Drusilla mostró de pronto un aire preocupado.

–Missy, es muy poco lo que podemos ofrecerte como regalos de boda. Pero creo, Octavia, que podríamos prescindir de la ternera de Jersey, ¿no?

–¡Naturalmente que podemos prescindir de la ternera! – dijo Octavia.

–¡Eso sí que es un hermoso regalo de boda! Nos encantará la ternera.

–Antes deberíamos enviarla al toro de Percival -dijo Octavia-. Pronto estará a punto, así que no tendréis que esperar mucho tiempo, y con un poco de suerte también os dará una ternera el año que viene.

Drusilla consultó el reloj de la cocina.

–Si quieres pasar por la tienda de Herbert y por la de Maxwell, Missy sugiero que salgamos ya. Y luego, a lo mejor nos da tiempo de almorzar algo con Julia en su salón de té y darle la noticia. ¡La sorpresa que le vamos a dar!

Octavia se retorció suavemente las articulaciones y no experimentó dolor alguno.

–Yo también voy -anunció con firmeza-. No os iréis sin mí un día como hoy. Aunque tenga que arrastrarme a cuatro patas, también voy.

Y así, a última hora de la mañana, Drusilla se paseó por el centro comercial con su hija de un brazo y su hermana del otro.

Fue Octavia quien vio acercarse a la mujer de Cecil Hurlingford por el lado contrario de la calle; la señora Hurlingford era la esposa del reverendo Cecil Hurlingford, ministro de la Iglesia anglicana de Byron, y era temida por todos por su lengua.

–Te mueres de curiosidad, ¿verdad, vieja escoba? – murmuró Octavia entre dientes, sonriendo e inclinándose de manera tan fría y distante que la señora Hurlingford decidió atravesar la calle para ver qué pasaba con el trío Missalonghi.

Entonces Drusilla completó la derrota de la señora Hurlingford soltando una repentina carcajada y señalándola con su tembloroso dedo.

–¡Oh, Octavia, la señora Hurlingford no ha reconocido a Missy! ¡Creo que piensa que nos acompaña una de las mujeres de Caroline Lamb Place!

Las tres mujeres de Missalonghi estallaron en carcajadas y la señora Hurlingford apresuró el paso en dirección al salón de té de Julia para alejarse de aquel descaro alboroto, aparentemente dirigido sólo a ella.
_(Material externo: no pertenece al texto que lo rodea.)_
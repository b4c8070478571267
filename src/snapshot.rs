//! Physics state snapshots exchanged between the controlling side and observers.

use crate::input::{MovementModifiers, VehicleInput};
use crate::math::{Quat, Vec3, lerp_vec, slerp};
use serde::{Deserialize, Serialize};

#[derive(Debug, Clone, Copy, PartialEq, Serialize, Deserialize)]
pub struct VehiclePhysicsState {
    /// World time in seconds on the producing side. On the server receive path
    /// this is replaced by the sender's estimated one-way trip time.
    pub timestamp: f64,
    pub input: VehicleInput,
    pub location: Vec3,
    pub rotation: Quat,
    pub linear_velocity: Vec3,
    /// Degrees per second.
    pub angular_velocity: Vec3,
    pub modifiers: MovementModifiers,
}

impl Default for VehiclePhysicsState {
    fn default() -> Self {
        Self {
            timestamp: 0.0,
            input: VehicleInput::default(),
            location: Vec3::zeros(),
            rotation: Quat::identity(),
            linear_velocity: Vec3::zeros(),
            angular_velocity: Vec3::zeros(),
            modifiers: MovementModifiers::default(),
        }
    }
}

impl VehiclePhysicsState {
    /// Interpolates every channel. Alpha 0 and 1 return the endpoints verbatim;
    /// the modifier mask switches at 0.5.
    pub fn lerp(a: &Self, b: &Self, alpha: f32) -> Self {
        if alpha <= 0.0 {
            return *a;
        }
        if alpha >= 1.0 {
            return *b;
        }

        Self {
            timestamp: a.timestamp + (b.timestamp - a.timestamp) * alpha as f64,
            input: VehicleInput::lerp(&a.input, &b.input, alpha),
            location: lerp_vec(&a.location, &b.location, alpha),
            rotation: slerp(&a.rotation, &b.rotation, alpha),
            linear_velocity: lerp_vec(&a.linear_velocity, &b.linear_velocity, alpha),
            angular_velocity: lerp_vec(&a.angular_velocity, &b.angular_velocity, alpha),
            modifiers: if alpha < 0.5 { a.modifiers } else { b.modifiers },
        }
    }
}

#[cfg(test)]
mod tests {
    use super::*;
    use crate::math::from_euler_degrees;

    fn state(t: f64, x: f32, yaw: f32) -> VehiclePhysicsState {
        VehiclePhysicsState {
            timestamp: t,
            location: Vec3::new(x, 0.0, 0.0),
            rotation: from_euler_degrees(0.0, 0.0, yaw),
            linear_velocity: Vec3::new(x * 2.0, 0.0, 0.0),
            ..Default::default()
        }
    }

    #[test]
    fn endpoints_are_exact() {
        let a = state(1.0, 10.0, 0.0);
        let b = state(2.0, 20.0, 40.0);
        assert_eq!(VehiclePhysicsState::lerp(&a, &b, 0.0), a);
        assert_eq!(VehiclePhysicsState::lerp(&a, &b, 1.0), b);
    }

    #[test]
    fn midpoint_blends_every_channel() {
        let a = state(1.0, 10.0, 0.0);
        let mut b = state(2.0, 20.0, 40.0);
        b.modifiers.block_acceleration = true;

        let mid = VehiclePhysicsState::lerp(&a, &b, 0.5);
        assert!((mid.location.x - 15.0).abs() < 1e-5);
        assert!((mid.linear_velocity.x - 30.0).abs() < 1e-5);
        assert!((mid.rotation.angle().to_degrees() - 20.0).abs() < 1e-3);
        assert!((mid.timestamp - 1.5).abs() < 1e-9);
        assert!(mid.modifiers.block_acceleration);
    }
}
–¡Qué escándalo! – gritó Octavia con entusiasmo.

–Cuanto más, mejor -dijo Missy, entrando en el bazar de Herbert Hurlingford.

Toda la experiencia fue de lo más tonificante, empezando por la expresión pasmada de tío Herbert, que parecía un bacalao cuando Missy se puso a comprar camisas y pantalones de hombre para ella, y siguiendo por el terror atónito de James cuando le pidió metros de tafetán azul lavanda, seda de color de albaricoque, terciopelo de color ámbar y lana color púrpura. Cuando Missy se dirigió a James, Herbert logró recuperarse un poco y tuvo la intención de manifestar sus sentimientos despachando de su local a aquella descarada; pero luego, cuando pagó las compras en oro, cambió de opinión y le cobró con toda humildad. Aunque la visita de Missy lo había dejado perplejo, sólo la mitad de su ser le prestaba atención, porque la otra mitad se preguntaba qué estaría pasando en la planta embotelladora donde se estaba celebrando la asamblea extraordinaria de accionistas. Los Hurlingfords, intrínsecamente comerciantes, habían enviado a Maxwell como representante, reconociendo que tenía la lengua más rápida y viperina, y comprendiendo que lucharía por ellos tanto como por sí mismo. Al fin y al cabo, el negocio tenía que continuar como siempre y, si la planta embotelladora y sus actividades subsidiarias como los baños y el hotel y el balneario comenzaban a ir de capa caída, las tiendas iban a ser mucho más importantes que nunca para sus respectivos propietarios.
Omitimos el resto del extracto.